The Federal Board of Revenue would be able to amass revenue in the range of Rs 1,850 billion and Rs 1,900 billion, taking into account current economic situation including power and gas load shedding having direct impact on business and trade. Sources told Business Recorder on Tuesday that it is virtually impossible to cross the psychological barrier of Rs 1,952 billion by the end of 2011-12.
So far, the government has not revised downward the revenue collection target of Rs 1,952 billion for 2011-12. In this connection, the government has not yet communicated to the FBR to slash the ambitious revenue target of Rs 1,952 billion for 2011-12. The original budgetary projection of Rs 1,952 billion remained intact without any downward revision in the assigned annual target for the outgoing fiscal year.

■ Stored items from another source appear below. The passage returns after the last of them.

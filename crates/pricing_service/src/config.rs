//! Service configuration
//!
//! Defaults, then an optional TOML file, then `MHD_*` environment variables.

use crate::errors::{Result, ServiceError};
use serde::{Deserialize, Serialize};
use std::fs;
use std::net::SocketAddr;
use std::path::{Path, PathBuf};

pub const ENV_CONFIG: &str = "MHD_CONFIG";
pub const ENV_BIND_ADDR: &str = "MHD_BIND_ADDR";
pub const ENV_MODEL_DIR: &str = "MHD_MODEL_DIR";
pub const ENV_FEATURE_INFO: &str = "MHD_FEATURE_INFO";
pub const ENV_LOG_LEVEL: &str = "MHD_LOG_LEVEL";

#[derive(Debug, Clone, PartialEq, Serialize, Deserialize)]
#[serde(default, deny_unknown_fields)]
pub struct ServiceConfig {
    pub bind_addr: String,
    /// Directory holding `model.json`; an absent model means heuristic mode
    pub model_dir: PathBuf,
    pub feature_info_path: PathBuf,
    pub log_level: String,
    /// Half-width of the confidence band as a share of the point estimate
    pub band_fraction: f64,
}

impl Default for ServiceConfig {
    fn default() -> Self {
        Self {
            bind_addr: "0.0.0.0:8000".to_string(),
            model_dir: PathBuf::from("models"),
            feature_info_path: PathBuf::from("data/processed/feature_info.json"),
            log_level: "info".to_string(),
            band_fraction: 0.1,
        }
    }
}

impl ServiceConfig {
    /// Load from `path` (if any) and the process environment, then validate.
    pub fn load(path: Option<&Path>) -> Result<Self> {
        let mut config = match path {
            Some(path) => Self::from_file(path)?,
            None => Self::default(),
        };
        config.apply_env_overrides(|key| std::env::var(key).ok());
        config.validate()?;
        Ok(config)
    }

    pub fn from_file(path: &Path) -> Result<Self> {
        let content = fs::read_to_string(path).map_err(|e| {
            ServiceError::Config(format!("failed to read config file {}: {e}", path.display()))
        })?;
        Ok(toml::from_str(&content)?)
    }

    /// Override fields from environment variables read through `lookup`.
    pub fn apply_env_overrides<F>(&mut self, lookup: F)
    where
        F: Fn(&str) -> Option<String>,
    {
        let lookup = |key: &str| lookup(key).filter(|v| !v.trim().is_empty());
        if let Some(addr) = lookup(ENV_BIND_ADDR) {
            self.bind_addr = addr;
        }
        if let Some(dir) = lookup(ENV_MODEL_DIR) {
            self.model_dir = PathBuf::from(dir);
        }
        if let Some(path) = lookup(ENV_FEATURE_INFO) {
            self.feature_info_path = PathBuf::from(path);
        }
        if let Some(level) = lookup(ENV_LOG_LEVEL) {
            self.log_level = level;
        }
    }

    pub fn validate(&self) -> Result<()> {
        self.socket_addr()?;
        if !(self.band_fraction > 0.0 && self.band_fraction < 1.0) {
            return Err(ServiceError::Config(format!(
                "band_fraction {} must lie in (0, 1)",
                self.band_fraction
            )));
        }
        if self.log_level.trim().is_empty() {
            return Err(ServiceError::Config("log_level must not be empty".to_string()));
        }
        Ok(())
    }

    pub fn socket_addr(&self) -> Result<SocketAddr> {
        self.bind_addr
            .parse()
            .map_err(|e| ServiceError::Config(format!("invalid bind_addr `{}`: {e}", self.bind_addr)))
    }
}

#[cfg(test)]
mod tests {
    use super::*;
    use std::collections::HashMap;
    use std::io::Write;
    use tempfile::NamedTempFile;

    #[test]
    fn defaults_are_valid() {
        let config = ServiceConfig::default();
        assert!(config.validate().is_ok());
        assert_eq!(config.band_fraction, 0.1);
        assert_eq!(config.socket_addr().unwrap().port(), 8000);
    }

    #[test]
    fn file_then_env() {
        let mut file = NamedTempFile::new().unwrap();
        writeln!(file, "bind_addr = \"127.0.0.1:9000\"").unwrap();
        writeln!(file, "model_dir = \"/srv/models\"").unwrap();
        writeln!(file, "band_fraction = 0.15").unwrap();

        let mut config = ServiceConfig::from_file(file.path()).unwrap();
        assert_eq!(config.bind_addr, "127.0.0.1:9000");
        assert_eq!(config.log_level, "info");

        let env: HashMap<&str, &str> = [(ENV_MODEL_DIR, "/opt/mhd"), (ENV_LOG_LEVEL, "")]
            .into_iter()
            .collect();
        config.apply_env_overrides(|k| env.get(k).map(|v| v.to_string()));

        assert_eq!(config.model_dir, PathBuf::from("/opt/mhd"));
        // Empty values are ignored
        assert_eq!(config.log_level, "info");
        assert_eq!(config.band_fraction, 0.15);
    }

    #[test]
    fn rejects_bad_values() {
        let bad_addr = ServiceConfig {
            bind_addr: "not-an-address".to_string(),
            ..ServiceConfig::default()
        };
        assert!(matches!(bad_addr.validate(), Err(ServiceError::Config(_))));

        let bad_band = ServiceConfig {
            band_fraction: 1.5,
            ..ServiceConfig::default()
        };
        assert!(bad_band.validate().is_err());
    }

    #[test]
    fn unknown_keys_are_rejected() {
        let mut file = NamedTempFile::new().unwrap();
        writeln!(file, "reference_year = 2030").unwrap();
        assert!(matches!(
            ServiceConfig::from_file(file.path()),
            Err(ServiceError::ConfigParse(_))
        ));
    }
}
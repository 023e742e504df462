//! Shared pricing pipeline for MHD residential valuation
//!
//! Single source of truth for everything the training pass and the serving
//! process must agree on bit for bit.
//!
//! Modules:
//! - `neighborhoods`: static market reference data
//! - `record`: raw property records and their invariants
//! - `features`: derived-feature arithmetic
//! - `encoding`: categorical encoder (fit and apply modes)
//! - `schema`: pinned column order and the feature vector builder
//! - `artifacts`: `feature_info` and model metadata files
//! - `gbdt`: integer-only gradient-boosted price model
//! - `regressor`: the model seam used by the prediction service

pub mod artifacts;
pub mod encoding;
pub mod errors;
pub mod features;
pub mod gbdt;
pub mod neighborhoods;
pub mod record;
pub mod regressor;
pub mod schema;
pub mod serde_canon;

pub use artifacts::{FeatureInfo, ModelMetadata};
pub use encoding::{CategoricalColumn, CategoricalEncoder, Encoded, EncodingTable, UNSEEN_CODE};
pub use errors::{PipelineError, Result};
pub use features::{EngineeredFeatureRecord, FeatureEngineer};
pub use gbdt::Model as PriceModel;
pub use neighborhoods::{find_profile, NeighborhoodProfile, NEIGHBORHOODS};
pub use record::RawPropertyRecord;
pub use regressor::Regressor;
pub use schema::{
    AssembledVector, FeatureVector, FeatureVectorBuilder, FEATURE_COLUMNS, FEATURE_COUNT,
    REFERENCE_YEAR, SCHEMA_VERSION, TARGET_COLUMN,
};

/// Crate version string for metadata
pub const VERSION: &str = env!("CARGO_PKG_VERSION");

/// Engineer, encode and assemble one record: the complete transform shared
/// by the batch path and the live path.
pub fn vectorize(
    engineer: &FeatureEngineer,
    encoder: &CategoricalEncoder,
    record: &RawPropertyRecord,
) -> Result<AssembledVector> {
    let engineered = engineer.engineer(record)?;
    FeatureVectorBuilder::new(encoder).assemble(&engineered)
}
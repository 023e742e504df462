//! Directory-level steps run by the `mhd-train` CLI
//!
//! Each step reads the artifacts of the previous one from disk, so steps can
//! be rerun independently.

use crate::dataset::{read_sales, write_sales, Dataset};
use crate::errors::{Result, TrainerError};
use crate::evaluate::{evaluate, rank_importance, write_report, EvaluationReport};
use crate::prep::{prepare, write_prepared, PrepConfig};
use crate::synth::{generate_dataset, DatasetSummary};
use crate::trainer::{GbdtConfig, GbdtTrainer};
use chrono::{NaiveDate, SecondsFormat, Utc};
use mhd_pricing_core::artifacts::{
    FEATURE_IMPORTANCE_FILE, FEATURE_INFO_FILE, MODEL_FILE, MODEL_HASH_FILE, MODEL_METADATA_FILE,
    TEST_FILE, TRAIN_FILE,
};
use mhd_pricing_core::{FeatureInfo, ModelMetadata, PriceModel, FEATURE_COLUMNS};
use std::fs;
use std::path::Path;
use tracing::info;

/// Generate a synthetic sales file.
pub fn generate_to(path: &Path, samples: usize, seed: u64, as_of: NaiveDate) -> Result<DatasetSummary> {
    if let Some(parent) = path.parent().filter(|p| !p.as_os_str().is_empty()) {
        fs::create_dir_all(parent)?;
    }
    let sales = generate_dataset(samples, seed, as_of);
    let summary = DatasetSummary::from_sales(&sales)
        .ok_or_else(|| TrainerError::Dataset("no samples generated".to_string()))?;
    write_sales(path, &sales)?;
    summary.log();
    info!(path = %path.display(), "wrote sales file");
    Ok(summary)
}

/// Run the fit pass over a sales file; returns the feature_info fingerprint.
pub fn prepare_dir(input: &Path, output: &Path, config: &PrepConfig) -> Result<String> {
    let records = read_sales(input)?;
    info!(records = records.len(), path = %input.display(), "loaded sales");
    let prepared = prepare(&records, config)?;
    write_prepared(output, &prepared)
}

/// What a training run produced.
#[derive(Debug, Clone)]
pub struct TrainingOutcome {
    pub model_hash: String,
    pub metadata: ModelMetadata,
}

/// Fit a model on `train.csv`, score `test.csv`, and write the model artifacts.
pub fn train_dir(data_dir: &Path, model_dir: &Path, config: GbdtConfig) -> Result<TrainingOutcome> {
    let feature_info = FeatureInfo::load(data_dir.join(FEATURE_INFO_FILE))?;
    let train = Dataset::from_csv(data_dir.join(TRAIN_FILE))?;
    let test = Dataset::from_csv(data_dir.join(TEST_FILE))?;
    info!(train = train.len(), test = test.len(), "loaded prepared data");

    let model_type = config.describe();
    let trainer = GbdtTrainer::new(config);
    let model = trainer.train(&train)?;
    let model_hash = model.hash_hex()?;

    let (report, _) = evaluate(&model, &test, &model.split_importance());
    report.log();

    fs::create_dir_all(model_dir)?;
    model.save_json(model_dir.join(MODEL_FILE))?;
    fs::write(model_dir.join(MODEL_HASH_FILE), &model_hash)?;

    let metadata = ModelMetadata {
        model_type,
        model_hash: model_hash.clone(),
        feature_columns: FEATURE_COLUMNS.iter().map(|c| c.to_string()).collect(),
        feature_info_fingerprint: feature_info.fingerprint()?,
        metrics: report.metrics.to_map(),
        trainer_version: crate::VERSION.to_string(),
        created_at: Utc::now().to_rfc3339_opts(SecondsFormat::Secs, true),
    };
    metadata.save(model_dir.join(MODEL_METADATA_FILE))?;
    write_importance(&model_dir.join(FEATURE_IMPORTANCE_FILE), &model)?;

    info!(
        model = %model_dir.join(MODEL_FILE).display(),
        hash = %model_hash,
        "training completed"
    );
    Ok(TrainingOutcome {
        model_hash,
        metadata,
    })
}

/// Score a saved model against the prepared test split and write the report.
pub fn evaluate_dir(model_dir: &Path, data_dir: &Path, output_dir: &Path) -> Result<EvaluationReport> {
    let model = load_model(model_dir)?;
    let feature_info = FeatureInfo::load(data_dir.join(FEATURE_INFO_FILE))?;
    let metadata_path = model_dir.join(MODEL_METADATA_FILE);
    if metadata_path.exists() {
        ModelMetadata::load(&metadata_path)?.verify_against(&feature_info)?;
    }

    let test = Dataset::from_csv(data_dir.join(TEST_FILE))?;
    let (report, predicted) = evaluate(&model, &test, &model.split_importance());
    report.log();
    write_report(output_dir, &report, &test.targets, &predicted)?;
    Ok(report)
}

/// Load `model.json`, checking it against `model.hash` when present.
pub fn load_model(model_dir: &Path) -> Result<PriceModel> {
    let model_path = model_dir.join(MODEL_FILE);
    let hash_path = model_dir.join(MODEL_HASH_FILE);
    let model = if hash_path.exists() {
        let expected = fs::read_to_string(&hash_path)?;
        PriceModel::load_verified(&model_path, &expected)?
    } else {
        PriceModel::load_json(&model_path)?
    };
    Ok(model)
}

fn write_importance(path: &Path, model: &PriceModel) -> Result<()> {
    let mut writer = csv::Writer::from_path(path)?;
    for row in rank_importance(&model.split_importance()) {
        writer.serialize(row)?;
    }
    writer.flush()?;
    Ok(())
}
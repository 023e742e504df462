//! Prediction request payload and its bounds

use mhd_pricing_core::record::MIN_YEAR_BUILT;
use mhd_pricing_core::{find_profile, PipelineError, RawPropertyRecord, Result, REFERENCE_YEAR};
use serde::{Deserialize, Serialize};

pub const DEFAULT_PROPERTY_TYPE: &str = "Single Family";

/// A property as submitted by a caller.
#[derive(Debug, Clone, PartialEq, Serialize, Deserialize)]
pub struct PropertyRequest {
    pub sqft: u32,
    pub beds: u32,
    pub baths: f64,
    pub year_built: i32,
    pub lot_size_acres: f64,
    #[serde(default = "default_stories")]
    pub stories: f64,
    #[serde(default)]
    pub garage_spaces: u32,
    #[serde(default)]
    pub has_pool: bool,
    #[serde(default)]
    pub renovated: bool,
    pub neighborhood: String,
    /// Falls back to the neighborhood's first ZIP code
    #[serde(default)]
    pub postal_code: Option<String>,
    pub distance_to_downtown: f64,
    pub crime_index: f64,
    pub school_rating: u32,
    #[serde(default = "default_property_type")]
    pub property_type: String,
}

fn default_stories() -> f64 {
    1.0
}

fn default_property_type() -> String {
    DEFAULT_PROPERTY_TYPE.to_string()
}

fn check_range<T>(field: &str, value: T, low: T, high: T) -> Result<()>
where
    T: PartialOrd + std::fmt::Display + Copy,
{
    // NaN fails both comparisons and is rejected
    if value >= low && value <= high {
        Ok(())
    } else {
        Err(PipelineError::validation(
            field,
            format!("{value} is outside [{low}, {high}]"),
        ))
    }
}

impl PropertyRequest {
    /// Check the request bounds.
    pub fn validate(&self) -> Result<()> {
        check_range("sqft", self.sqft, 400, 10_000)?;
        check_range("beds", self.beds, 1, 10)?;
        check_range("baths", self.baths, 1.0, 10.0)?;
        check_range("year_built", self.year_built, MIN_YEAR_BUILT, REFERENCE_YEAR)?;
        check_range("lot_size_acres", self.lot_size_acres, 0.01, 10.0)?;
        check_range("stories", self.stories, 1.0, 4.0)?;
        check_range("garage_spaces", self.garage_spaces, 0, 5)?;
        check_range("distance_to_downtown", self.distance_to_downtown, 0.0, 30.0)?;
        check_range("crime_index", self.crime_index, 0.0, 1.0)?;
        check_range("school_rating", self.school_rating, 1, 10)?;
        if self.property_type.trim().is_empty() {
            return Err(PipelineError::validation("property_type", "must not be empty"));
        }
        Ok(())
    }

    /// Validate and convert into the shared record type.
    pub fn to_record(&self) -> Result<RawPropertyRecord> {
        self.validate()?;
        let profile = find_profile(&self.neighborhood).ok_or_else(|| {
            PipelineError::validation(
                "neighborhood",
                format!("unknown neighborhood `{}`", self.neighborhood),
            )
        })?;
        let postal_code = match self.postal_code.as_deref().map(str::trim) {
            Some(code) if !code.is_empty() => code.to_string(),
            _ => profile
                .valid_postal_codes
                .first()
                .map(|code| code.to_string())
                .unwrap_or_default(),
        };

        let record = RawPropertyRecord {
            sqft: self.sqft,
            beds: self.beds,
            baths: self.baths,
            year_built: self.year_built,
            lot_size_acres: self.lot_size_acres,
            stories: self.stories,
            garage_spaces: self.garage_spaces,
            has_pool: self.has_pool,
            renovated: self.renovated,
            neighborhood: self.neighborhood.clone(),
            postal_code,
            distance_to_downtown_miles: self.distance_to_downtown,
            crime_index: self.crime_index,
            school_rating: self.school_rating,
            property_type: self.property_type.clone(),
            sale_price: None,
        };
        record.validate()?;
        Ok(record)
    }
}
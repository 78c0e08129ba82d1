//! EventBus implementation

use crate::config::BusConfig;
use crate::error::{BusError, BusResult};
use crate::event::{Category, Event, EventEnvelope, HandlerResult, Topic};
use crate::metrics::{BusMetrics, BusStats};
use crate::pool::{panic_message, WorkerPool};
use crate::registry::{Subscriber, SubscriberRegistry, SubscriptionHandle};
use crossbeam::channel::{self, Receiver, Sender, TrySendError};
use parking_lot::Mutex;
use std::any::TypeId;
use std::future::Future;
use std::panic::{self, AssertUnwindSafe};
use std::pin::Pin;
use std::sync::atomic::{AtomicBool, Ordering};
use std::sync::Arc;
use std::task::{Context, Poll};
use std::thread::{self, JoinHandle};
use std::time::Instant;
use tokio::sync::oneshot;
use tracing::{debug, error, info, warn};

/// State shared between publishers, the dispatch thread and pool workers
struct BusInner {
    alive: AtomicBool,
    sender: Sender<EventEnvelope>,
    receiver: Receiver<EventEnvelope>,
    registry: SubscriberRegistry,
    metrics: BusMetrics,
    config: BusConfig,
}

struct DispatchThread {
    handle: JoinHandle<()>,
    exited: Receiver<()>,
}

/// In-process publish/subscribe bus with a bounded buffer
///
/// Publishing never blocks: when the buffer is full the event is rejected with
/// [`BusError::CapacityExceeded`]. Delivery happens on a single dispatch thread, so
/// events are delivered in publish order and a slow handler delays later events.
pub struct EventBus {
    inner: Arc<BusInner>,
    pool: WorkerPool,
    dispatcher: Mutex<Option<DispatchThread>>,
    wake: Mutex<Option<Sender<()>>>,
}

According to FBR estimates, the revenue collection would range between Rs 1,850 billion and Rs 1,900 billion, depending on the additional revenue being generated through the amnesty schemes and other areas of revenue collection. In May 2012, the FBR has been able to collect Rs 10 billion through amnesty schemes and more revenue is expected in coming days. If we cross Rs 1,900 billion by the end of June 2012, it would be an extraordinary achievement for the FBR. The required growth in revenue is much higher as compared to the current pace of revenue collection, sources said.
The FBR is monitoring the performance of the field formations particularly Large Taxpayer Units of Karachi, Lahore and Islamabad day and night as major chunk of revenue would come from these three units. In the remaining few days of June 2012, the FBR may be able to collect between Rs 1,850 billion and Rs 1,900 billion. The provisional revenue collection of the FBR is over and above Rs 1,800 billion during July 2011-June 25, 2012 (current fiscal year) against Rs 1,465 billion in the same period last fiscal year, reflecting a growth of over 23 percent.